In this lesson, we will use the tools developed in the previous section to answer two important questions:

- Model Selection: Is $k$-nearest neighbors better or is linear regression better? Which features should we include in the model?
- Hyperparameter Tuning: How do we choose hyperparameters, such as $k$ in $k$-nearest neighbors?

In the previous lesson, we saw how to use cross-validation to estimate how well a model will perform on test data. A natural way to decide between competing models or hyperparameters is to choose the one that minimizes the validation error.

In [0]:
import pandas as pd
import numpy as np

# Extract the training data.
data_dir = "https://dlsun.github.io/pods/data/"
bordeaux_df = pd.read_csv(data_dir + "bordeaux.csv",
                          index_col="year")
bordeaux_train = bordeaux_df.loc[:1980].copy()
bordeaux_train["log(price)"] = np.log(bordeaux_train["price"])

## Model Selection

Suppose we wish to fit a $4$-nearest neighbors model but are not sure which features to include in the model.
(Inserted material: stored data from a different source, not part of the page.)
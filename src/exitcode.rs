//! Standard exit codes (BSD sysexits.h compatible)

/// Successful termination
pub const OK: i32 = 0;

/// Command line usage error
pub const USAGE: i32 = 64;

/// Data format error
pub const DATAERR: i32 = 65;

/// Cannot open input
pub const NOINPUT: i32 = 66;

/// Internal software error
pub const SOFTWARE: i32 = 70;

/// Input/output error
pub const IOERR: i32 = 74;

/// Configuration error
pub const CONFIG: i32 = 78;
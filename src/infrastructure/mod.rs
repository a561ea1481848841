//! Infrastructure layer: collaborator traits and their stock implementations
//!
//! Shape files, leaf sampling and validation live here.

pub mod error;
pub mod sampler;
pub mod shape_file;
pub mod traits;
pub mod validator;

pub use error::{InfraError, InfraResult};
pub use sampler::RandomLeafSampler;
pub use shape_file::{ShapeFile, ShapeRegistry};
pub use traits::{LeafSampler, PropertyShapeProvider, Rejection, Validator};
pub use validator::{AcceptAll, PredicateValidator};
In the code below, we consider five possible sets of features.

In [0]:
from sklearn.preprocessing import StandardScaler
from sklearn.neighbors import KNeighborsRegressor
from sklearn.pipeline import make_pipeline
from sklearn.model_selection import cross_val_score

# calculate estimate of test error for a given feature set
def get_cv_error(features):
  # define pipeline
  pipeline = make_pipeline(
      StandardScaler(),
      KNeighborsRegressor(n_neighbors=4)
  )
  # calculate errors from cross-validation
  cv_errs = -cross_val_score(pipeline, X=bordeaux_train[features], 
                             y=bordeaux_train["log(price)"],
                             scoring="neg_mean_squared_error", cv=10)
  # calculate average of the cross-validation errors
  return cv_errs.mean()

# calculate and store errors for different feature sets
errs = pd.Series()
for features in [["win", "summer"],
                 ["win", "summer", "age"],
                 ["win", "summer", "age", "sep"],
                 ["win", "summer", "age", "har"],
                 ["win", "summer", "age", "har", "sep"]]:
  errs[str(features)] = get_cv_error(features)

errs

Notice that more is not necessarily better. The model with the lowest mean-squared error is actually the one with four features:

- winter rainfall (**win**)
- average summer temperature (**summer**)
- age of the wine (**age**)
- harvest rainfall (**har**)

The mean-squared error actually increases when we add the average September temperature (**sep**) to the model.

## Hyperparameter Tuning

Now that we have a good working model, how do we determine the optimal value of the hyperparameter $k$? We can use cross-validation to estimate the test error for different values of $k$ and choose the one with the smallest (test) MSE. This is not hard to do manually.

In [0]:
X_train = bordeaux_train[["win", "summer", "age", "har"]]
y_train = bordeaux_train["log(price)"]

# calculate estimate of test error for a value of k
def get_cv_error(k):
  # define pipeline
  pipeline = make_pipeline(
      StandardScaler(),
      KNeighborsRegressor(n_neighbors=k)
  ) 
  # calculate errors from cross-validation
  cv_errs = -cross_val_score(pipeline, X=X_train, y=y_train,
                             scoring="neg_mean_squared_error", cv=10)
  # calculate average of the cross-validation errors
  return cv_errs.mean()
    
ks = pd.Series(range(1, 20))
ks.index = range(1, 20)
test_errs = ks.apply(get_cv_error)

test_errs.plot.line()
test_errs.sort_values()

The MSE is minimized at $k = 3$, which suggests that we should use a $3$-nearest neighbors model to predict wine quality.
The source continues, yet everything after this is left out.